The data -
========================================================================
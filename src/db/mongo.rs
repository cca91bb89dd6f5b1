//! MongoDB client and collection wrapper

use bson::{doc, oid::ObjectId, DateTime, Document};
use futures_util::StreamExt;
use mongodb::{
    error::{ErrorKind, WriteFailure},
    options::{FindOneAndUpdateOptions, FindOptions, IndexOptions, ReturnDocument, UpdateModifications},
    results::UpdateResult,
    Client, Collection, IndexModel,
};
use serde::{de::DeserializeOwned, Serialize};
use tracing::{error, info};

use crate::db::schemas::Metadata;
use crate::store::StoreError;

/// MongoDB server error code for unique index violations
const DUPLICATE_KEY_CODE: i32 = 11000;

/// Trait for schemas that provide index definitions
pub trait IntoIndexes {
    fn into_indices() -> Vec<(Document, Option<IndexOptions>)>;
}

/// Trait for schemas with mutable metadata
pub trait MutMetadata {
    fn mut_metadata(&mut self) -> &mut Metadata;
}

/// MongoDB client wrapper
#[derive(Clone)]
pub struct MongoClient {
    client: Client,
    db_name: String,
}

impl MongoClient {
    /// Connect and ping the database
    pub async fn new(uri: &str, db_name: &str) -> Result<Self, StoreError> {
        info!("Connecting to MongoDB at {}", uri);

        // Fail fast instead of hanging on an unreachable server
        let timeout_uri = if uri.contains('?') {
            format!("{}&serverSelectionTimeoutMS=3000&connectTimeoutMS=3000", uri)
        } else {
            format!("{}?serverSelectionTimeoutMS=3000&connectTimeoutMS=3000", uri)
        };

        let client = Client::with_uri_str(&timeout_uri)
            .await
            .map_err(|e| StoreError::Unavailable(format!("Failed to connect to MongoDB: {}", e)))?;

        client
            .database(db_name)
            .run_command(doc! { "ping": 1 })
            .await
            .map_err(|e| StoreError::Unavailable(format!("MongoDB ping failed: {}", e)))?;

        info!("Connected to MongoDB database '{}'", db_name);

        Ok(Self {
            client,
            db_name: db_name.to_string(),
        })
    }

    /// Get a typed collection, applying its indexes
    pub async fn collection<T>(&self, name: &str) -> Result<MongoCollection<T>, StoreError>
    where
        T: Serialize + DeserializeOwned + Unpin + Send + Sync + Default + IntoIndexes + MutMetadata,
    {
        MongoCollection::new(&self.client, &self.db_name, name).await
    }
}

/// Typed MongoDB collection with automatic indexing and soft-delete filtering
#[derive(Debug, Clone)]
pub struct MongoCollection<T>
where
    T: Serialize + DeserializeOwned + Unpin + Send + Sync,
{
    inner: Collection<T>,
}

impl<T> MongoCollection<T>
where
    T: Serialize + DeserializeOwned + Unpin + Send + Sync + Default + IntoIndexes + MutMetadata,
{
    /// Open a collection and apply indexes
    pub async fn new(
        client: &Client,
        db_name: &str,
        collection_name: &str,
    ) -> Result<Self, StoreError> {
        let collection = client.database(db_name).collection::<T>(collection_name);
        let mongo_collection = MongoCollection { inner: collection };

        mongo_collection.apply_indexes().await?;

        Ok(mongo_collection)
    }

    async fn apply_indexes(&self) -> Result<(), StoreError> {
        let schema_indices = T::into_indices();

        if schema_indices.is_empty() {
            return Ok(());
        }

        let indices: Vec<IndexModel> = schema_indices
            .into_iter()
            .map(|(keys, opts)| IndexModel::builder().keys(keys).options(opts).build())
            .collect();

        self.inner
            .create_indexes(indices)
            .await
            .map_err(|e| StoreError::Unavailable(format!("Failed to create indexes: {}", e)))?;

        Ok(())
    }

    /// Insert a document, setting metadata timestamps
    pub async fn insert_one(&self, mut item: T) -> Result<ObjectId, StoreError> {
        let metadata = item.mut_metadata();
        metadata.is_deleted = false;
        metadata.created_at = Some(DateTime::now());
        metadata.updated_at = Some(DateTime::now());

        let result = self
            .inner
            .insert_one(item)
            .await
            .map_err(|e| map_write_error("Insert", e))?;

        result
            .inserted_id
            .as_object_id()
            .ok_or_else(|| StoreError::Unavailable("Failed to get inserted ID".into()))
    }

    /// Find one live document by filter
    pub async fn find_one(&self, filter: Document) -> Result<Option<T>, StoreError> {
        self.inner
            .find_one(live(filter))
            .await
            .map_err(|e| StoreError::Unavailable(format!("Find failed: {}", e)))
    }

    /// Find live documents with optional sort and paging
    pub async fn find_many(
        &self,
        filter: Document,
        options: Option<FindOptions>,
    ) -> Result<Vec<T>, StoreError> {
        let cursor = self
            .inner
            .find(live(filter))
            .with_options(options)
            .await
            .map_err(|e| StoreError::Unavailable(format!("Find failed: {}", e)))?;

        let results: Vec<T> = cursor
            .filter_map(|doc| async {
                match doc {
                    Ok(d) => Some(d),
                    Err(e) => {
                        error!("Error reading document: {}", e);
                        None
                    }
                }
            })
            .collect()
            .await;

        Ok(results)
    }

    /// Count live documents
    pub async fn count(&self, filter: Document) -> Result<u64, StoreError> {
        self.inner
            .count_documents(live(filter))
            .await
            .map_err(|e| StoreError::Unavailable(format!("Count failed: {}", e)))
    }

    /// Update one document
    pub async fn update_one(
        &self,
        filter: Document,
        update: impl Into<UpdateModifications>,
    ) -> Result<UpdateResult, StoreError> {
        self.inner
            .update_one(filter, update.into())
            .await
            .map_err(|e| map_write_error("Update", e))
    }

    /// Upsert by filter, only setting `$setOnInsert` fields when the document is new
    pub async fn upsert_one(&self, filter: Document, on_insert: Document) -> Result<(), StoreError> {
        self.inner
            .update_one(filter, doc! { "$setOnInsert": on_insert })
            .upsert(true)
            .await
            .map(|_| ())
            .map_err(|e| map_write_error("Upsert", e))
    }

    /// Apply an update to one live document and return it afterwards
    pub async fn update_and_fetch(
        &self,
        filter: Document,
        update: Document,
    ) -> Result<Option<T>, StoreError> {
        let options = FindOneAndUpdateOptions::builder()
            .return_document(ReturnDocument::After)
            .build();

        self.inner
            .find_one_and_update(live(filter), update)
            .with_options(options)
            .await
            .map_err(|e| map_write_error("Update", e))
    }

    /// Replace one live document wholesale; returns whether it existed
    pub async fn replace_one(&self, filter: Document, item: T) -> Result<bool, StoreError> {
        let result = self
            .inner
            .replace_one(live(filter), item)
            .await
            .map_err(|e| map_write_error("Replace", e))?;

        Ok(result.matched_count > 0)
    }

    /// Soft delete a document; returns whether a live document matched
    pub async fn soft_delete(&self, filter: Document) -> Result<bool, StoreError> {
        let update = doc! {
            "$set": {
                "metadata.is_deleted": true,
                "metadata.deleted_at": DateTime::now(),
                "metadata.updated_at": DateTime::now(),
            }
        };

        let result = self.update_one(live(filter), update).await?;
        Ok(result.matched_count > 0)
    }

    /// Permanently delete a document; returns whether one was removed
    pub async fn delete_one(&self, filter: Document) -> Result<bool, StoreError> {
        let result = self
            .inner
            .delete_one(filter)
            .await
            .map_err(|e| map_write_error("Delete", e))?;

        Ok(result.deleted_count > 0)
    }
}

/// Restrict a filter to documents that are not soft-deleted
fn live(mut filter: Document) -> Document {
    filter.insert("metadata.is_deleted", doc! { "$ne": true });
    filter
}

/// Translate driver errors into store errors, surfacing unique index violations
fn map_write_error(operation: &str, err: mongodb::error::Error) -> StoreError {
    if is_duplicate_key(&err) {
        StoreError::Duplicate(duplicate_field(&err.to_string()))
    } else {
        StoreError::Unavailable(format!("{} failed: {}", operation, err))
    }
}

fn is_duplicate_key(err: &mongodb::error::Error) -> bool {
    match err.kind.as_ref() {
        ErrorKind::Write(WriteFailure::WriteError(write_error)) => {
            write_error.code == DUPLICATE_KEY_CODE
        }
        ErrorKind::Command(command_error) => command_error.code == DUPLICATE_KEY_CODE,
        _ => false,
    }
}

/// Best-effort name of the violated index for the error message
fn duplicate_field(message: &str) -> String {
    ["username", "email", "key_hash", "slug"]
        .into_iter()
        .find(|field| message.contains(field))
        .unwrap_or("record")
        .to_string()
}
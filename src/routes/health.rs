//! Liveness endpoint
//!
//! `/health` reports 200 whenever the process is serving; it does not query
//! the store.

use hyper::StatusCode;
use serde::Serialize;

use super::response::{json_response, HttpResponse};
use crate::server::AppState;

#[derive(Debug, Serialize)]
#[serde(rename_all = "camelCase")]
pub struct HealthResponse {
    pub healthy: bool,
    pub version: &'static str,
    pub commit: &'static str,
    pub built_at: &'static str,
    /// "development" or "production"
    pub mode: &'static str,
    /// Store backend in use
    pub store: &'static str,
    pub uptime: u64,
    pub timestamp: String,
}

/// GET /health
pub fn health_check(state: &AppState) -> HttpResponse {
    json_response(
        StatusCode::OK,
        &HealthResponse {
            healthy: true,
            version: env!("CARGO_PKG_VERSION"),
            commit: env!("GIT_COMMIT_SHORT"),
            built_at: env!("BUILD_TIMESTAMP"),
            mode: if state.args.dev_mode {
                "development"
            } else {
                "production"
            },
            store: state.store.backend(),
            uptime: state.started_at.elapsed().as_secs(),
            timestamp: chrono::Utc::now().to_rfc3339(),
        },
    )
}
========================================================================
Exercise instructions - Review the entries above and return every line where "FindOneAndUpdateOptions" appears.

Solution to the problem -
    options::{FindOneAndUpdateOptions, FindOptions, IndexOptions, ReturnDocument, UpdateModifications},
        let options = FindOneAndUpdateOptions::builder()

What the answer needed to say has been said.